Review of HIS BLOODY PROJECT by Graeme Macrae Burnet

4 Stars
I came across this title on the 2016 Man Booker longlist issued recently. 

The story is about a triple murder committed in 1869 on the west coast of Scotland.  The narrative is presented as a collection of documents:  statements to police; medical reports, including that of J. Bruce Thomson, a criminal anthropologist; the suspect’s account, written at the behest of his legal advocate; and an account of the trial, compiled from contemporary newspaper coverage. 

There is never any doubt that Roddy Macrae killed Lachlan Mackenzie and two of his family members.  Roddy confesses to the murders, offers no resistance to his arrest, and repeatedly states his willingness to accept punishment.  What is in doubt are his motivation and his state of mind at the time of the killings:  at the trial, Roddy’s advocate states, “What is at issue here are not the bare facts of the case, but the contents of a man’s mind.”  Roddy gives his reason for his actions but it seems rather weak, and there is doubt as to his sanity at the time. 

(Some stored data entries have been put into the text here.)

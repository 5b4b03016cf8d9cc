//! Common transport-layer types shared between the HTTP handlers, their tests
//! and any client. Request bodies keep raw form semantics (strings that still
//! need validation); response bodies are flat view models.

mod actions;
mod auth;
mod dashboard;
mod projects;

pub use actions::{ActionRequest, ActionResponse, FlashLevel, FlashMessage};
pub use auth::{LoginRequest, LoginResponse, RegisterRequest, UserDto};
pub use dashboard::{
    AssetDetailsDto, AssetDto, ChoiceDto, ConsumableDto, DashboardView, HomeDto, HomesView,
    LogDto, RoomDto, TaskDto,
};
pub use projects::{ProjectDetailDto, ProjectStepDto, ProjectSummaryDto};

use serde::{Deserialize, Serialize};
use utoipa::ToSchema;

/// Generic API response wrapper used by the backend.
#[derive(Debug, Clone, Serialize, Deserialize, ToSchema)]
pub struct ApiResponse<T> {
    /// Response data
    pub data: T,
    /// Response message
    pub message: String,
    /// Success flag
    pub success: bool,
}

impl<T> ApiResponse<T> {
    pub fn ok(data: T, message: impl Into<String>) -> Self {
        Self {
            data,
            message: message.into(),
            success: true,
        }
    }
}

At the trial, statements are made that verify what Roddy claims in his account of what transpired, but there are also statements that contradict Roddy’s version.  These latter statements call into question Roddy’s reliability as a narrator:  Is he telling the truth, the whole truth and nothing but the truth?  The reader’s sympathies shift as conflicting information is offered.  In the end, the reader is left to reach his/her own verdict. 

The book asks whether it is possible to actually know another person’s mind.  Roddy’s father states, “’One man can no more see into the mind of another than he can see inside a stone.’”  The criminal anthropologist agrees:  “And I wondered if there might have been some inadvertent truth in the crofter’s remark about the difficulty to determining the contents of another man’s mind.”   There are even suggestions that Roddy does not fully know himself.  And the statements of others, like those of the criminal anthropologist, are supposed to be objective, but we can see that some of his observations are very subjective, relying on his own biases. 

In the end, not only is it uncertain whether the verdict is fair and just, there are behaviours that are not satisfactorily examined, behaviours which might have a bearing on the case.  Roddy’s relationship with his sister Jetta could use more attention, and Roddy’s nocturnal activities as described by a neighbour seem relevant. 

At first this book struck me as an unusual choice for the Man Booker longlist, but by the end I was convinced that it belonged there.  It is a book that begs re-reading.  Are there clues that were missed on first reading that might clarify what exactly Roddy was thinking/feeling at the time of the murders?  Does he sometimes unintentionally reveal things about himself?  Is Thomson’s theory correct, especially when one notes the few times Roddy becomes agitated?  A book that leaves the reader thinking for a long time after the book is finished is a good book indeed.